Here are ten amazing catamarans you should know about!

Table of Contents

Budget-Friendly (Used) Catamarans for Sale:

I think we all know that your budget can be important when it comes to looking for a vessel.

Below are some great, budget-friendly catamarans.

1. 30′ Iroquois MK-II 1982

38 foot catamaran cost

Perfect for sailing in colder waters, this gorgeous Iroquois MK II is a safe, seaworthy ship. It is well-equipped with a full galley with sink, spirit stove, refrigerator and plenty of storage. It has a diesel heater, 200-liter tank for freshwater and two small, inboard Farymann diesel engines which power at 9 hp.

It is also outfitted with a radio, VHF, compass, an autopilot feature, two mainsails, and solar panels. This perfect, affordable catamaran is yours for the taking, and great for first-time journeys!

Price: $34,782.14

2. 39′ Flica 34 1999

38 foot catamaran cost

This Flica 34 catamaran is 39 ft long and outfitted with a diesel inboard, Volvo Penta MD 2020D engine. It has a 3 blade propellor and runs at 20 hp. Family-owned, this catamaran has seen and done a lot.

It is perfect for those long, family trips and could use a lot of love and care!

The swim platform is perfect for fun trips out on the water, and the galley is outfitted with two pit stoves, stainless steel sink, top loader fridge, and a portable air conditioner.

This catamaran comes with standard safety features such as a life raft, fire extinguishers, and life vests!

Price: $49,000.00

3. 24′ F24 Corsair 1996

38 foot catamaran cost

This superfast catamaran has a full set of sails and an outboard motor.
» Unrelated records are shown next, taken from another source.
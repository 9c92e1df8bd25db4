/*
Copyright 2025 Connor Nolan

Licensed under the Apache License, Version 2.0 (the "License");
you may not use this file except in compliance with the License.
You may obtain a copy of the License at

    http://www.apache.org/licenses/LICENSE-2.0

Unless required by applicable law or agreed to in writing, software
distributed under the License is distributed on an "AS IS" BASIS,
WITHOUT WARRANTIES OR CONDITIONS OF ANY KIND, either express or implied.
See the License for the specific language governing permissions and
limitations under the License.
*/

use crate::ast::LineContent;
use crate::errors::AssemblyError;
use crate::parser::{AsmParser, Rule};
use pest::Parser;

/// Parses one already comment-stripped physical line into its chained label
/// definitions and its body (directive or instruction). Operand and
/// directive-argument text is returned untokenized; later stages (the
/// directive engine, the instruction encoder) tokenize it for their own
/// purpose.
pub fn parse_line_body(
    file: &str,
    text: &str,
) -> Result<(Vec<String>, LineContent), AssemblyError> {
    let mut pairs = AsmParser::parse(Rule::line, text)
        .map_err(|e| AssemblyError::PestError(Box::new(e.with_path(file))))?;
    let line_pair = pairs.next().expect("the `line` rule always yields a pair");

    let mut labels = Vec::new();
    let mut content = LineContent::Empty;

    for inner in line_pair.into_inner() {
        match inner.as_rule() {
            Rule::label_def => {
                let name = inner
                    .into_inner()
                    .next()
                    .expect("label_def always wraps a label_name")
                    .as_str()
                    .to_string();
                labels.push(name);
            }
            Rule::body => {
                content = build_body(inner)?;
            }
            Rule::EOI => {}
            _ => unreachable!("unexpected top-level rule in line"),
        }
    }

    Ok((labels, content))
}

fn build_body(body_pair: pest::iterators::Pair<Rule>) -> Result<LineContent, AssemblyError> {
    let inner = body_pair
        .into_inner()
        .next()
        .expect("body always wraps directive_body or instruction_body");

    match inner.as_rule() {
        Rule::directive_body => {
            let rest = inner
                .into_inner()
                .next()
                .expect("directive_body always wraps rest")
                .as_str()
                .trim();
            let (name, args) = split_first_token(rest);
            Ok(LineContent::Directive {
                name: name.to_uppercase(),
                args: args.to_string(),
            })
        }
        Rule::instruction_body => {
            let rest = inner
                .into_inner()
                .next()
                .expect("instruction_body always wraps rest")
                .as_str()
                .trim();
            let mut tokens = tokenize_operands(rest);
            if tokens.is_empty() {
                Ok(LineContent::Empty)
            } else {
                let mnemonic = tokens.remove(0).to_uppercase();
                Ok(LineContent::Instruction {
                    mnemonic,
                    operands: tokens,
                })
            }
        }
        _ => unreachable!("unexpected body alternative"),
    }
}

fn split_first_token(s: &str) -> (&str, &str) {
    match s.find(char::is_whitespace) {
        Some(idx) => (&s[..idx], s[idx..].trim_start()),
        None => (s, ""),
    }
}

/// Splits on whitespace and/or commas, collapsing runs of either, as the
/// line assembler's instruction tokenizer does.
pub fn tokenize_operands(s: &str) -> Vec<String> {
    s.split(|c: char| c == ',' || c.is_whitespace())
        .map(str::trim)
        .filter(|t| !t.is_empty())
        .map(str::to_string)
        .collect()
}
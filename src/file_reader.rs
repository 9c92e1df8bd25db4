/*
Copyright 2025 Connor Nolan

Licensed under the Apache License, Version 2.0 (the "License");
you may not use this file except in compliance with the License.
You may obtain a copy of the License at

    http://www.apache.org/licenses/LICENSE-2.0

Unless required by applicable law or agreed to in writing, software
distributed under the License is distributed on an "AS IS" BASIS,
WITHOUT WARRANTIES OR CONDITIONS OF ANY KIND, either express or implied.
See the License for the specific language governing permissions and
limitations under the License.
*/

use anyhow::Result;
use std::collections::HashMap;
use std::fs;
use std::path::{Path, PathBuf};

/// Filesystem seam so the core never calls `std::fs` directly: the CLI front
/// end supplies the production reader, tests supply a `MockFileReader`.
pub trait FileReader {
    fn read_to_string(&self, path: &Path) -> Result<String>;
}

pub struct AsmFileReader;

impl FileReader for AsmFileReader {
    fn read_to_string(&self, path: &Path) -> Result<String> {
        Ok(fs::read_to_string(path)?)
    }
}

#[derive(Default)]
pub struct MockFileReader {
    files: HashMap<PathBuf, String>,
}

impl MockFileReader {
    pub fn add_file(&mut self, path: &str, content: &str) {
        self.files
            .insert(PathBuf::from(path), content.to_string());
    }
}

impl FileReader for MockFileReader {
    fn read_to_string(&self, path: &Path) -> Result<String> {
        self.files
            .get(path)
            .cloned()
            .ok_or_else(|| anyhow::anyhow!("Mock file not found: {}", path.display()))
    }
}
It includes a VHF radio, battery porta-potty and a small kitchenette with a sink. It is able to sleep two and has cabin space for additional guests if needed.

It includes a navigation system outfitted with a compass and a wind indicator in the masthead.

This catamaran is wind propelled through its sails, but its outboard engine allows for gas-fueled transportation at 15hp if needed.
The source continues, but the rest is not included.